Saved entries:
━━━━

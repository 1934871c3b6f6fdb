pub mod order;

pub use order::{Ascending, ByFirst, BySecond, SortOrder};

pub type Node = u64;
pub type Rank = Node;
pub type Degree = u64;

pub type NumNodes = Node;
pub type NumEdges = u64;

/// A directed edge; `Edge(a, b)` and `Edge(b, a)` are distinct.
#[derive(Debug, Clone, Copy, Default, PartialEq, Eq, Hash, PartialOrd, Ord)]
pub struct Edge(pub Node, pub Node);

impl Edge {
    pub fn first(&self) -> Node {
        self.0
    }

    pub fn second(&self) -> Node {
        self.1
    }
}
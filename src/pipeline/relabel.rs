//! The two merge-join passes that replace node ids by their ranks.
//!
//! Both passes walk the sorted node collection in lockstep with a sorted edge
//! stream, so the id to rank mapping never has to be held in memory. Pass one
//! joins on `second`, pass two on `first`.

use std::io::Write;

use anyhow::Context;

use crate::{
    degree::{DegreeDistribution, DirectedDegree},
    edgelist::EdgeSink,
    extsort::{ExternalSorter, SortedStream},
    graph::*,
    unique::UniqueStream,
};

pub type NodeStream<'a> = SortedStream<'a, Node, Ascending>;

#[derive(Debug, Clone)]
pub struct SecondPass {
    pub number_of_nodes: NumNodes,
    pub largest_input_id: Option<Node>,
    pub distribution: DegreeDistribution,
}

/// Tracks the node currently at the head of the node stream until it is closed.
struct NodeCloser<'m> {
    distribution: DegreeDistribution,
    in_degree: Degree,
    largest_input_id: Option<Node>,
    mapping: Option<&'m mut dyn Write>,
}

impl NodeCloser<'_> {
    fn close<I>(&mut self, nodes: &UniqueStream<I, Node>) -> std::io::Result<()>
    where
        I: Iterator<Item = std::io::Result<Node>>,
    {
        let total = nodes.degree();
        assert!(
            self.in_degree <= total,
            "node {} is target of {} edges but occurs only {} times",
            nodes.id(),
            self.in_degree,
            total
        );

        self.distribution
            .record(DirectedDegree::new(self.in_degree, total - self.in_degree));
        self.in_degree = 0;
        self.largest_input_id = Some(nodes.id());

        if let Some(mapping) = self.mapping.as_mut() {
            writeln!(mapping, "{}", nodes.id())?;
        }

        Ok(())
    }
}

/// Pass one: rewrites `second` to its rank, pushes the result into `by_first`
/// and accounts the degree of every node. Returns the node stream rewound to
/// its start.
pub fn relabel_second<'a>(
    nodes: NodeStream<'a>,
    edges: SortedStream<'_, Edge, BySecond>,
    by_first: &mut ExternalSorter<Edge, ByFirst>,
    mapping: Option<&mut dyn Write>,
) -> anyhow::Result<(SecondPass, NodeStream<'a>)> {
    let mut nodes = UniqueStream::new(nodes).context("Failed to read node collection")?;
    let mut closer = NodeCloser {
        distribution: DegreeDistribution::new(),
        in_degree: 0,
        largest_input_id: None,
        mapping,
    };

    for edge in edges {
        let mut edge = edge.context("Failed to read edges sorted by second")?;

        while !nodes.is_empty() && nodes.id() < edge.second() {
            closer.close(&nodes).context("Failed to write mapping")?;
            nodes.advance().context("Failed to read node collection")?;
        }

        assert!(
            !nodes.is_empty() && nodes.id() == edge.second(),
            "edge endpoint {} is missing from the node collection",
            edge.second()
        );

        closer.in_degree += 1;
        edge.1 = nodes.rank();
        by_first.push(edge).context("Failed to buffer relabeled edge")?;
    }

    // flush the nodes without incoming edges past the last target
    while !nodes.is_empty() {
        closer.close(&nodes).context("Failed to write mapping")?;
        nodes.advance().context("Failed to read node collection")?;
    }

    if let Some(mapping) = closer.mapping.as_mut() {
        mapping.flush().context("Failed to write mapping")?;
    }

    let number_of_nodes = nodes.rank();
    let mut source = nodes.into_source();
    source.rewind().context("Failed to rewind node collection")?;

    Ok((
        SecondPass {
            number_of_nodes,
            largest_input_id: closer.largest_input_id,
            distribution: closer.distribution,
        },
        source,
    ))
}

/// Pass two: rewrites `first` to its rank and forwards the edge to `output`.
pub fn relabel_first<S: EdgeSink>(
    nodes: NodeStream<'_>,
    edges: SortedStream<'_, Edge, ByFirst>,
    output: &mut S,
) -> anyhow::Result<NumEdges> {
    let mut nodes = UniqueStream::new(nodes).context("Failed to read node collection")?;
    let mut written = 0;

    for edge in edges {
        let mut edge = edge.context("Failed to read edges sorted by first")?;

        while !nodes.is_empty() && nodes.id() < edge.first() {
            nodes.advance().context("Failed to read node collection")?;
        }

        assert!(
            !nodes.is_empty() && nodes.id() == edge.first(),
            "edge endpoint {} is missing from the node collection",
            edge.first()
        );

        edge.0 = nodes.rank();
        output.push(edge).context("Failed to write output edge")?;
        written += 1;
    }

    Ok(written)
}

#[cfg(test)]
mod test {
    use super::*;
    use crate::extsort::SorterConfig;

    fn sorted<T: crate::record::Record, O: SortOrder<T>>(items: &[T]) -> ExternalSorter<T, O> {
        let mut sorter = ExternalSorter::new("test", SorterConfig::default());
        for &x in items {
            sorter.push(x).unwrap();
        }
        sorter.sort().unwrap();
        sorter
    }

    #[test]
    fn second_pass_counts_degrees() {
        // 7 has no incoming edges and 9 no outgoing ones
        let edges = [Edge(7, 3), Edge(3, 9), Edge(7, 9)];
        let nodes = sorted::<Node, Ascending>(&[7, 3, 3, 9, 7, 9]);
        let by_second = sorted::<Edge, BySecond>(&edges);
        let mut by_first = ExternalSorter::new("test", SorterConfig::default());

        let mut mapping: Vec<u8> = Vec::new();
        let (pass, mut rewound) = relabel_second(
            nodes.stream().unwrap(),
            by_second.stream().unwrap(),
            &mut by_first,
            Some(&mut mapping),
        )
        .unwrap();

        assert_eq!(pass.number_of_nodes, 3);
        assert_eq!(pass.largest_input_id, Some(9));
        assert_eq!(String::from_utf8(mapping).unwrap(), "3\n7\n9\n");

        let dist = &pass.distribution;
        assert_eq!(dist.count(DirectedDegree::new(1, 1)), 1);
        assert_eq!(dist.count(DirectedDegree::new(0, 2)), 1);
        assert_eq!(dist.count(DirectedDegree::new(2, 0)), 1);

        assert_eq!(rewound.next().unwrap().unwrap(), 3);

        by_first.sort().unwrap();
        let relabeled: Vec<Edge> = by_first.stream().unwrap().map(Result::unwrap).collect();
        assert_eq!(relabeled, vec![Edge(3, 2), Edge(7, 0), Edge(7, 2)]);
    }

    #[test]
    fn first_pass_relabels_sources() {
        let nodes = sorted::<Node, Ascending>(&[10, 20, 20, 30]);
        let by_first = sorted::<Edge, ByFirst>(&[Edge(30, 0), Edge(10, 1), Edge(20, 2)]);

        let mut output: Vec<Edge> = Vec::new();
        let written =
            relabel_first(nodes.stream().unwrap(), by_first.stream().unwrap(), &mut output)
                .unwrap();

        assert_eq!(written, 3);
        assert_eq!(output, vec![Edge(0, 1), Edge(1, 2), Edge(2, 0)]);
    }

    #[test]
    #[should_panic(expected = "missing from the node collection")]
    fn second_pass_rejects_unknown_endpoint() {
        let nodes = sorted::<Node, Ascending>(&[1, 2]);
        let by_second = sorted::<Edge, BySecond>(&[Edge(1, 5)]);
        let mut by_first = ExternalSorter::new("test", SorterConfig::default());

        let _ = relabel_second(
            nodes.stream().unwrap(),
            by_second.stream().unwrap(),
            &mut by_first,
            None,
        );
    }

    #[test]
    #[should_panic(expected = "missing from the node collection")]
    fn first_pass_rejects_unknown_endpoint() {
        let nodes = sorted::<Node, Ascending>(&[1, 3]);
        let by_first = sorted::<Edge, ByFirst>(&[Edge(2, 0)]);

        let _ = relabel_first(
            nodes.stream().unwrap(),
            by_first.stream().unwrap(),
            &mut Vec::<Edge>::new(),
        );
    }
}
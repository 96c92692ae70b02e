//! Output formatting for analysis results.
//!
//! Supports two output formats:
//! - Pretty: colored terminal output for human readability
//! - JSON: structured output for programmatic consumption

use colored::*;
use serde::{Deserialize, Serialize};

use crate::detect::AnalysisResult;
use crate::score::{MetricRatings, Rating};

/// One analyzed input and its outcome.
#[derive(Debug, Clone)]
pub struct ReportEntry {
    /// File path, or "-" for stdin
    pub source: String,
    pub result: AnalysisResult,
}

// =============================================================================
// JSON Format
// =============================================================================

/// Top-level JSON report.
#[derive(Debug, Serialize, Deserialize)]
pub struct JsonReport {
    pub version: String,
    pub inputs: Vec<JsonEntry>,
    pub security_issue_count: usize,
    pub performance_issue_count: usize,
}

/// JSON entry for one input.
#[derive(Debug, Serialize, Deserialize)]
pub struct JsonEntry {
    pub source: String,
    pub result: AnalysisResult,
    pub ratings: MetricRatings,
}

/// Build the JSON report structure.
pub fn build_json(entries: &[ReportEntry]) -> JsonReport {
    let inputs: Vec<JsonEntry> = entries
        .iter()
        .map(|e| JsonEntry {
            source: e.source.clone(),
            result: e.result.clone(),
            ratings: MetricRatings::from_result(&e.result),
        })
        .collect();

    JsonReport {
        version: env!("CARGO_PKG_VERSION").to_string(),
        security_issue_count: entries.iter().map(|e| e.result.security_issues.len()).sum(),
        performance_issue_count: entries
            .iter()
            .map(|e| e.result.performance_issues.len())
            .sum(),
        inputs,
    }
}

/// Write results in JSON format.
pub fn write_json(entries: &[ReportEntry]) -> anyhow::Result<()> {
    let json = serde_json::to_string_pretty(&build_json(entries))?;
    println!("{}", json);
    Ok(())
}

// =============================================================================
// Pretty Format
// =============================================================================

/// Write results in pretty (human-readable) format.
pub fn write_pretty(entries: &[ReportEntry]) {
    // Header
    println!();
    print!("  ");
    print!("{}", "codescope".cyan().bold());
    println!(" v{}", env!("CARGO_PKG_VERSION"));
    println!();

    for entry in entries {
        write_entry(entry);
        println!();
    }
}

fn write_entry(entry: &ReportEntry) {
    let r = &entry.result;
    let ratings = MetricRatings::from_result(r);

    print!("  {}", "Source:   ".dimmed());
    println!("{}", entry.source.blue());
    print!("  {}", "Language: ".dimmed());
    println!("{}", r.language);
    println!();

    println!("  {}", "Complexity:".bold());
    println!("    {:<24}{}", "time", r.time_complexity.to_string().cyan());
    println!("    {:<24}{}", "space", r.space_complexity.to_string().cyan());
    println!();

    println!("  {}", "Metrics:".bold());
    write_metric("cyclomatic", r.cyclomatic_complexity.to_string(), ratings.cyclomatic);
    write_metric("cognitive", r.cognitive_complexity.to_string(), ratings.cognitive);
    write_metric(
        "maintainability",
        r.maintainability_index.to_string(),
        ratings.maintainability,
    );
    write_metric(
        "duplication",
        format!("{}%", r.duplicate_code_percentage),
        ratings.duplication,
    );
    println!("    {:<24}{}", "lines of code", r.lines_of_code);
    println!();

    println!("  {}", r.explanation.dimmed());
    println!();

    write_list("Security", &r.security_issues, |s| s.red().to_string());
    write_list("Performance", &r.performance_issues, |s| s.yellow().to_string());
    write_list("Suggestions", &r.suggestions, |s| s.to_string());
}

fn write_metric(name: &str, value: String, rating: Rating) {
    print!("    {:<24}", name);
    print!("{}", colorize(&value, rating));
    println!("  {}", format!("({})", rating).dimmed());
}

fn colorize(value: &str, rating: Rating) -> ColoredString {
    match rating {
        Rating::Good => value.green(),
        Rating::Fair => value.yellow(),
        Rating::Poor => value.red(),
    }
}

fn write_list(title: &str, items: &[String], style: impl Fn(&str) -> String) {
    if items.is_empty() {
        return;
    }

    println!("  {} ({}):", title.bold(), items.len());
    for item in items {
        println!("    - {}", style(item));
    }
    println!();
}
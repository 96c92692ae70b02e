//! Core types for analysis results.

use serde::{Deserialize, Serialize};

/// Languages the detector can recognize.
///
/// Declaration order is the scoring order: on equal scores the language
/// declared first wins.
#[derive(Debug, Clone, Copy, PartialEq, Eq, Hash, Serialize, Deserialize)]
#[serde(rename_all = "lowercase")]
pub enum Language {
    Python,
    JavaScript,
    TypeScript,
    Java,
    Cpp,
    C,
    CSharp,
    Go,
    Rust,
    Php,
    Ruby,
    Swift,
    Kotlin,
    Scala,
    Unknown,
}

impl Language {
    pub fn as_str(&self) -> &'static str {
        match self {
            Language::Python => "python",
            Language::JavaScript => "javascript",
            Language::TypeScript => "typescript",
            Language::Java => "java",
            Language::Cpp => "cpp",
            Language::C => "c",
            Language::CSharp => "csharp",
            Language::Go => "go",
            Language::Rust => "rust",
            Language::Php => "php",
            Language::Ruby => "ruby",
            Language::Swift => "swift",
            Language::Kotlin => "kotlin",
            Language::Scala => "scala",
            Language::Unknown => "unknown",
        }
    }
}

impl std::fmt::Display for Language {
    fn fmt(&self, f: &mut std::fmt::Formatter<'_>) -> std::fmt::Result {
        write!(f, "{}", self.as_str())
    }
}

/// Asymptotic growth classes used for time and space estimates.
#[derive(Debug, Clone, Copy, PartialEq, Eq, Hash, PartialOrd, Ord, Serialize, Deserialize)]
pub enum BigO {
    #[serde(rename = "O(1)")]
    Constant,
    #[serde(rename = "O(log n)")]
    Logarithmic,
    #[serde(rename = "O(n)")]
    Linear,
    #[serde(rename = "O(n log n)")]
    Linearithmic,
    #[serde(rename = "O(n²)")]
    Quadratic,
    #[serde(rename = "O(n³)")]
    Cubic,
    #[serde(rename = "O(2ⁿ)")]
    Exponential,
}

impl BigO {
    pub fn as_str(&self) -> &'static str {
        match self {
            BigO::Constant => "O(1)",
            BigO::Logarithmic => "O(log n)",
            BigO::Linear => "O(n)",
            BigO::Linearithmic => "O(n log n)",
            BigO::Quadratic => "O(n²)",
            BigO::Cubic => "O(n³)",
            BigO::Exponential => "O(2ⁿ)",
        }
    }

    /// Prose used in the analysis explanation.
    pub fn description(&self) -> &'static str {
        match self {
            BigO::Constant => "Constant time - excellent performance",
            BigO::Logarithmic => "Logarithmic time - very efficient for large datasets",
            BigO::Linear => "Linear time - scales proportionally with input size",
            BigO::Linearithmic => "Efficient sorting algorithms complexity",
            BigO::Quadratic => "Quadratic time - consider optimization for large inputs",
            BigO::Cubic => "Cubic time - significant performance concerns",
            BigO::Exponential => "Exponential time - only suitable for small inputs",
        }
    }

    /// Whether this class signals polynomial blowup from nested iteration.
    pub fn is_polynomial_blowup(&self) -> bool {
        matches!(self, BigO::Quadratic | BigO::Cubic)
    }
}

impl std::fmt::Display for BigO {
    fn fmt(&self, f: &mut std::fmt::Formatter<'_>) -> std::fmt::Result {
        write!(f, "{}", self.as_str())
    }
}

/// Everything computed for one input text.
///
/// Field names serialize in camelCase to match the record consumed by
/// front ends.
#[derive(Debug, Clone, PartialEq, Eq, Serialize, Deserialize)]
#[serde(rename_all = "camelCase")]
pub struct AnalysisResult {
    pub language: Language,
    pub time_complexity: BigO,
    pub space_complexity: BigO,
    pub cyclomatic_complexity: u32,
    pub cognitive_complexity: u32,
    pub maintainability_index: u32,
    pub lines_of_code: usize,
    pub duplicate_code_percentage: u32,
    pub explanation: String,
    pub suggestions: Vec<String>,
    pub security_issues: Vec<String>,
    pub performance_issues: Vec<String>,
}

impl AnalysisResult {
    /// Total number of security and performance findings.
    pub fn issue_count(&self) -> usize {
        self.security_issues.len() + self.performance_issues.len()
    }

    pub fn has_security_issues(&self) -> bool {
        !self.security_issues.is_empty()
    }
}
//! Errors surfaced by the strict analysis entry point.

use thiserror::Error;

/// Reasons an analysis can be refused or fail.
#[derive(Error, Debug, Clone, PartialEq, Eq)]
pub enum AnalysisError {
    #[error("nothing to analyze: input is empty")]
    EmptyInput,
    #[error("input is {size} bytes, limit is {limit} bytes")]
    InputTooLarge { size: usize, limit: usize },
    #[error("analysis failed: {0}")]
    Failed(String),
}
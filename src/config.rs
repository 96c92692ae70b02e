//! Configuration schema for codescope.
//!
//! Every field is optional. An empty file behaves exactly like no file.

use serde::{Deserialize, Serialize};
use std::fs;
use std::path::{Path, PathBuf};

use crate::advisor::Thresholds;

/// Default config file names to search for.
pub const DEFAULT_CONFIG_NAMES: &[&str] = &["codescope.yaml", ".codescope.yaml"];

/// Largest input accepted by default (1 MiB).
pub const DEFAULT_MAX_INPUT_BYTES: usize = 1024 * 1024;

/// Extensions scanned when analyzing a directory.
pub const DEFAULT_EXTENSIONS: &[&str] = &[
    "py", "cpp", "js", "java", "c", "ts", "jsx", "tsx", "cs", "go", "rs", "php", "rb", "swift",
    "kt",
];

/// Top-level configuration.
#[derive(Debug, Clone, Deserialize, Serialize, Default)]
pub struct Config {
    #[serde(default)]
    pub version: String,
    /// Advisor thresholds
    #[serde(default)]
    pub thresholds: Thresholds,
    /// Maximum input size in bytes (default: 1 MiB)
    #[serde(default)]
    pub max_input_bytes: Option<usize>,
    /// File extensions to scan, without the leading dot (default: common source types)
    #[serde(default)]
    pub extensions: Vec<String>,
    /// Glob patterns for paths to skip during directory scans (e.g., "**/generated/**")
    #[serde(default)]
    pub excluded_paths: Vec<String>,
}

impl Config {
    /// Parse a config from a YAML file.
    pub fn parse_file<P: AsRef<Path>>(path: P) -> anyhow::Result<Self> {
        let content = fs::read_to_string(path.as_ref())?;
        Self::parse_str(&content)
    }

    /// Parse a config from YAML text. Blank text yields the defaults.
    pub fn parse_str(content: &str) -> anyhow::Result<Self> {
        if content.trim().is_empty() {
            return Ok(Self::default());
        }
        let config: Config = serde_yaml::from_str(content)?;
        Ok(config)
    }

    /// Look for a config file in `dir`.
    pub fn discover(dir: &Path) -> Option<PathBuf> {
        DEFAULT_CONFIG_NAMES
            .iter()
            .map(|name| dir.join(name))
            .find(|path| path.is_file())
    }

    /// Returns the input size limit (defaults to 1 MiB).
    pub fn max_input_bytes(&self) -> usize {
        self.max_input_bytes.unwrap_or(DEFAULT_MAX_INPUT_BYTES)
    }

    /// Check whether a file extension is accepted for scanning.
    pub fn is_supported_extension(&self, ext: &str) -> bool {
        let ext = ext.trim_start_matches('.').to_lowercase();
        if self.extensions.is_empty() {
            return DEFAULT_EXTENSIONS.contains(&ext.as_str());
        }
        self.extensions
            .iter()
            .any(|e| e.trim_start_matches('.').eq_ignore_ascii_case(&ext))
    }

    /// Check if a path should be excluded based on excluded_paths patterns.
    /// Uses globset for matching, which supports `**` for recursive directory matching.
    pub fn is_path_excluded(&self, path: &Path) -> bool {
        if self.excluded_paths.is_empty() {
            return false;
        }

        let path_str = path.to_string_lossy();

        self.excluded_paths.iter().any(|pattern| {
            globset::Glob::new(pattern)
                .map(|glob| glob.compile_matcher().is_match(&*path_str))
                .unwrap_or(false)
        })
    }
}

/// Validate a config for correctness.
pub fn validate(config: &Config) -> anyhow::Result<()> {
    if config.max_input_bytes == Some(0) {
        anyhow::bail!("max_input_bytes must be greater than zero");
    }

    for ext in &config.extensions {
        if ext.trim_start_matches('.').trim().is_empty() {
            anyhow::bail!("extensions must not contain empty entries");
        }
    }

    for pattern in &config.excluded_paths {
        globset::Glob::new(pattern)
            .map_err(|e| anyhow::anyhow!("invalid excluded_paths pattern {:?}: {}", pattern, e))?;
    }

    Ok(())
}

#[cfg(test)]
mod tests {
    use super::*;
    use crate::advisor::defaults;
    use tempfile::TempDir;

    #[test]
    fn test_parse_config() {
        let yaml = r#"
version: "1"
thresholds:
  cyclomatic: 8
max_input_bytes: 2048
extensions: ["py", ".rs"]
excluded_paths:
  - "**/generated/**"
"#;
        let config = Config::parse_str(yaml).unwrap();
        assert_eq!(config.thresholds.cyclomatic, 8);
        // unspecified thresholds keep their defaults
        assert_eq!(config.thresholds.cognitive, defaults::COGNITIVE);
        assert_eq!(config.max_input_bytes(), 2048);
        assert!(config.is_supported_extension("rs"));
        assert!(config.is_supported_extension(".PY"));
        assert!(!config.is_supported_extension("go"));
        assert!(validate(&config).is_ok());
    }

    #[test]
    fn test_empty_config_uses_defaults() {
        let config = Config::parse_str("").unwrap();
        assert_eq!(config.thresholds, Thresholds::default());
        assert_eq!(config.max_input_bytes(), DEFAULT_MAX_INPUT_BYTES);
        assert!(config.is_supported_extension("go"));
        assert!(config.is_supported_extension("kt"));
        assert!(!config.is_supported_extension("txt"));
    }

    #[test]
    fn test_excluded_paths() {
        let config = Config {
            excluded_paths: vec!["**/vendor/**".to_string()],
            ..Default::default()
        };
        assert!(config.is_path_excluded(Path::new("src/vendor/lib.js")));
        assert!(!config.is_path_excluded(Path::new("src/app.js")));
    }

    #[test]
    fn test_validate_rejects_bad_values() {
        let zero = Config {
            max_input_bytes: Some(0),
            ..Default::default()
        };
        assert!(validate(&zero).is_err());

        let bad_glob = Config {
            excluded_paths: vec!["[unclosed".to_string()],
            ..Default::default()
        };
        assert!(validate(&bad_glob).is_err());

        let empty_ext = Config {
            extensions: vec![".".to_string()],
            ..Default::default()
        };
        assert!(validate(&empty_ext).is_err());
    }

    #[test]
    fn test_discover() {
        let temp = TempDir::new().unwrap();
        assert!(Config::discover(temp.path()).is_none());

        std::fs::write(temp.path().join(".codescope.yaml"), "version: \"1\"\n").unwrap();
        let found = Config::discover(temp.path()).unwrap();
        assert!(found.ends_with(".codescope.yaml"));
        assert_eq!(Config::parse_file(found).unwrap().version, "1");
    }
}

━━━━

■ EXERCISE AIM: Exactly as written, please reproduce the lines from the first line of the data to the line containing "Hash, PartialOrd, Ord)]", inclusive, and nothing else.

■ SOLUTION:
repository 1934871c3b6f6fdb
pub mod order;

pub use order::{Ascending, ByFirst, BySecond, SortOrder};

pub type Node = u64;
pub type Rank = Node;
pub type Degree = u64;

pub type NumNodes = Node;
pub type NumEdges = u64;

/// A directed edge; `Edge(a, b)` and `Edge(b, a)` are distinct.
#[derive(Debug, Clone, Copy, Default, PartialEq, Eq, Hash, PartialOrd, Ord)]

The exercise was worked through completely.